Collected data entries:
= = = = =

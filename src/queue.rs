/*!
Per-client outbound queue.

Any number of producers (broadcasts, the cleanup path, the shutdown
coordinator) push into one [`OutboundQueue`]; exactly one sender task pulls
from the matching [`OutboundReceiver`]. The queue is unbounded, so producers
never wait.
*/
use std::sync::Arc;

use bytes::Bytes;
use parking_lot::Mutex;

/// One item on an outbound queue.
#[derive(Debug, Clone, PartialEq, Eq)]
pub enum Outbound {
    Payload(Bytes),
    /// Terminates the sender task. Never written to the socket.
    Close,
}

/// Producer side. Cheap to clone; every clone feeds the same consumer.
#[derive(Debug, Clone)]
pub struct OutboundQueue {
    // Taken out when `Close` is pushed, so nothing can follow the sentinel.
    tx: Arc<Mutex<Option<flume::Sender<Outbound>>>>,
}

/// Consumer side, owned by the sender task.
#[derive(Debug)]
pub struct OutboundReceiver {
    rx: flume::Receiver<Outbound>,
}

pub fn outbound_queue() -> (OutboundQueue, OutboundReceiver) {
    let (tx, rx) = flume::unbounded();
    let queue = OutboundQueue {
        tx: Arc::new(Mutex::new(Some(tx))),
    };

    (queue, OutboundReceiver { rx })
}

impl OutboundQueue {
    /// Appends `payload`. Returns `false` if the queue was already closed or
    /// its consumer is gone, in which case the payload is dropped.
    pub fn push(&self, payload: Bytes) -> bool {
        match self.tx.lock().as_ref() {
            Some(tx) => tx.send(Outbound::Payload(payload)).is_ok(),
            None => false,
        }
    }

    /// Appends the close sentinel. Only the first call has any effect; it
    /// returns `true`, later calls return `false`.
    pub fn close(&self) -> bool {
        match self.tx.lock().take() {
            Some(tx) => {
                // A consumer that already quit does not need the sentinel.
                let _ = tx.send(Outbound::Close);
                true
            }
            None => false,
        }
    }

    pub fn is_closed(&self) -> bool {
        self.tx.lock().is_none()
    }
}

impl OutboundReceiver {
    /// Waits for the next item. If every producer handle has been dropped
    /// the queue can never yield again, which is reported as `Close`.
    pub async fn pull(&self) -> Outbound {
        self.rx.recv_async().await.unwrap_or(Outbound::Close)
    }

    /// Takes the next item if one is already waiting.
    pub fn try_pull(&self) -> Option<Outbound> {
        self.rx.try_recv().ok()
    }
}
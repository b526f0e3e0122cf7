//! A terminal countdown timer: remaining hours/minutes/seconds until a
//! fixed instant, with pause/resume and a localized end-date caption.

pub mod app_init;
pub mod clock;
pub mod config;
pub mod countdown;
pub mod countdown_app;
pub mod dispatcher;
pub mod event;
mod gruvbox;
pub mod input;
pub mod locale;
pub mod logging;
pub mod notice_service;
pub mod rendering;
pub mod result;
pub mod target;
mod theme;
pub mod time;
pub mod tui;
pub mod ui;

pub use clock::{Clock, ManualClock, SystemClock};
pub use countdown::{Countdown, CountdownState};
pub use locale::Locale;
pub use time::{format_delta, remaining_seconds, time_delta, Delta, Timestamp};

= = = = =

(WORK TO COMPLETE): Retype the entries above exactly, but only from the line containing "pub struct OutboundQueue" through the line containing "let queue = OutboundQueue", both included.

(WORKED SOLUTION):
pub struct OutboundQueue {
    // Taken out when `Close` is pushed, so nothing can follow the sentinel.
    tx: Arc<Mutex<Option<flume::Sender<Outbound>>>>,
}

/// Consumer side, owned by the sender task.
#[derive(Debug)]
pub struct OutboundReceiver {
    rx: flume::Receiver<Outbound>,
}

pub fn outbound_queue() -> (OutboundQueue, OutboundReceiver) {
    let (tx, rx) = flume::unbounded();
    let queue = OutboundQueue {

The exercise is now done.